High-level efforts to avert a humanitarian disaster in Tigray have included a visit by UNHCR chief Filippo Grandi earlier this week, when he met Prime Minister Abiy Ahmed, among others.

Mr. Grandi also spoke to refugees from Mai Aini camp in the south of Tigray region, as well as some of the 4,000 others who had arrived from Hitsats and Shimelba camps, two camps in northern Tigray where access has not been obtained.

Only leaves to eat

“Some said they had resorted to eat leaves because there was no other food available,” Mr. Baloch said. “They also spoke about infiltration of armed actors in the camps, of killings, abductions and also some forced returns to Eritrea at the hands of Eritreans forces present in the area.”

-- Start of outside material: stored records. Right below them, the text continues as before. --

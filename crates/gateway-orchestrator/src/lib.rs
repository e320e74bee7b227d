//! Bounded-concurrency execution, pub/sub, streaming, per-provider runtime
//! state, and single-shot/multi-round orchestration on top of
//! `gateway-core`'s provider trait (spec.md §2 components A-G).

pub mod debate;
pub mod ensemble;
pub mod events;
pub mod provider_runtime;
pub mod stream;
pub mod worker;

pub use debate::{DebateConfig, DebateOrchestrator};
pub use ensemble::{EnsembleConfig, EnsembleOrchestrator};
pub use events::{Event, EventBus, EventObserver, EventType};
pub use provider_runtime::{ProviderHandle, ProviderRegistry};
pub use worker::{Task, TaskOutcome, WorkerPool, WorkerPoolError};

Mr. Baloch explained that since January, UNHCR workers had been able to return to the two camps in the south of Tigray, “but we have had no access to the two camps in the northern parts. We estimate that some 15-20,000 refugees from those two camps are dispersed in areas where we do not have access.”

2.3 million in need

Echoing concerns for the wider population in Tigray, OCHA spokesperson Jens Laerke described needs on the ground as “dire and growing for about 2.3 million people” – including those who needed  help before the conflict.

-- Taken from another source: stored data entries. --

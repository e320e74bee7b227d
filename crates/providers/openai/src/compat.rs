//! Request building and response parsing for the OpenAI `/chat/completions`
//! wire shape, shared by every vendor that copies it (DeepSeek, Qwen's
//! DashScope-compatible endpoint, and OpenAI itself).

use gateway_core::{ChatCompletionRequest, ChatResponse, ChatRole, GatewayError, ToolSpec, Usage};
use serde::{Deserialize, Serialize};

#[derive(Serialize)]
struct OaMessage<'a> {
    role: &'a str,
    content: &'a str,
}

#[derive(Serialize)]
struct OaTool<'a> {
    #[serde(rename = "type")]
    tool_type: &'a str,
    function: OaFunction<'a>,
}

#[derive(Serialize)]
struct OaFunction<'a> {
    name: &'a str,
    description: &'a str,
    parameters: &'a serde_json::Value,
}

#[derive(Serialize)]
struct OaRequest<'a> {
    model: &'a str,
    messages: Vec<OaMessage<'a>>,
    temperature: f32,
    #[serde(skip_serializing_if = "Option::is_none")]
    max_tokens: Option<u32>,
    #[serde(skip_serializing_if = "Vec::is_empty")]
    tools: Vec<OaTool<'a>>,
}

fn role_str(role: ChatRole) -> &'static str {
    match role {
        ChatRole::System => "system",
        ChatRole::User => "user",
        ChatRole::Assistant => "assistant",
    }
}

fn to_oa_tool(tool: &ToolSpec) -> OaTool<'_> {
    OaTool { tool_type: "function", function: OaFunction { name: &tool.name, description: &tool.description, parameters: &tool.parameters } }
}

/// Builds the POST `/chat/completions` request against `base_url`, bearer-authenticated with `api_key`.
pub fn openai_chat_request(http: &reqwest::Client, base_url: &str, api_key: &str, req: &ChatCompletionRequest) -> reqwest::RequestBuilder {
    let mut messages: Vec<OaMessage> = Vec::with_capacity(req.messages.len() + 1);
    if let Some(system) = req.system.as_deref() {
        messages.push(OaMessage { role: "system", content: system });
    }
    messages.extend(req.messages.iter().map(|m| OaMessage { role: role_str(m.role), content: &m.content }));

    let body = OaRequest {
        model: &req.model,
        messages,
        temperature: req.temperature,
        max_tokens: req.max_tokens,
        tools: req.tools.iter().map(to_oa_tool).collect(),
    };

    http.post(format!("{base_url}/chat/completions")).bearer_auth(api_key).json(&body)
}

#[derive(Deserialize)]
struct OaChoice {
    message: OaResponseMessage,
}

#[derive(Deserialize)]
struct OaResponseMessage {
    content: Option<String>,
}

#[derive(Deserialize)]
struct OaUsage {
    prompt_tokens: u32,
    completion_tokens: u32,
    total_tokens: u32,
}

#[derive(Deserialize)]
struct OaResponse {
    choices: Vec<OaChoice>,
    usage: Option<OaUsage>,
}

#[derive(Deserialize)]
struct OaErrorBody {
    error: OaErrorDetail,
}

#[derive(Deserialize)]
struct OaErrorDetail {
    message: String,
    #[serde(rename = "type")]
    error_type: Option<String>,
}

fn classify_status(status: reqwest::StatusCode, body: &str) -> GatewayError {
    let detail: Option<OaErrorBody> = serde_json::from_str(body).ok();
    let message = detail
        .map(|d| format!("{}: {}", d.error.error_type.unwrap_or_else(|| "error".into()), d.error.message))
        .unwrap_or_else(|| body.to_string());
    match status.as_u16() {
        400 | 404 | 422 => GatewayError::InvalidRequest(message),
        401 | 403 => GatewayError::Unauthenticated(message),
        429 => GatewayError::RateLimited { message, retry_after: None },
        408 => GatewayError::Timeout(message),
        500..=599 => GatewayError::Transient(message),
        _ => GatewayError::Fatal(message),
    }
}

/// Parses a completed `reqwest::Response` into a `ChatResponse`, translating
/// non-2xx statuses through the same classification every adapter uses.
pub async fn parse_openai_response(resp: reqwest::Response) -> Result<ChatResponse, GatewayError> {
    let status = resp.status();
    let text = resp.text().await?;
    if !status.is_success() {
        return Err(classify_status(status, &text));
    }

    let parsed: OaResponse = serde_json::from_str(&text)?;
    let content = parsed.choices.into_iter().next().and_then(|c| c.message.content).unwrap_or_default();

    Ok(ChatResponse {
        content,
        usage: parsed.usage.map(|u| Usage { prompt_tokens: u.prompt_tokens, completion_tokens: u.completion_tokens, total_tokens: u.total_tokens }),
        confidence: None,
    })
}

“Three months into the conflict in Tigray in northern Ethiopia, the humanitarian response remains severely constrained and inadequate. And the main reason for that is simply that we cannot reach most of the people in need and also that we have not received the clearances yet to move the necessary staff into Tigray in the first place.”

For the time being, “access remains for the most part limited to people living in the towns along the main roads from the regional capital Mekelle towards Shire, which are controlled by federal government forces,” Mr. Laerke added.

The OCHA official explained that it was “less of a problem” to deliver food aid which is being warehoused in Mekelle. “The problem is…access both to get into Tigray in the first place and also getting from Mekelle into, into the countryside where most of the people in need are.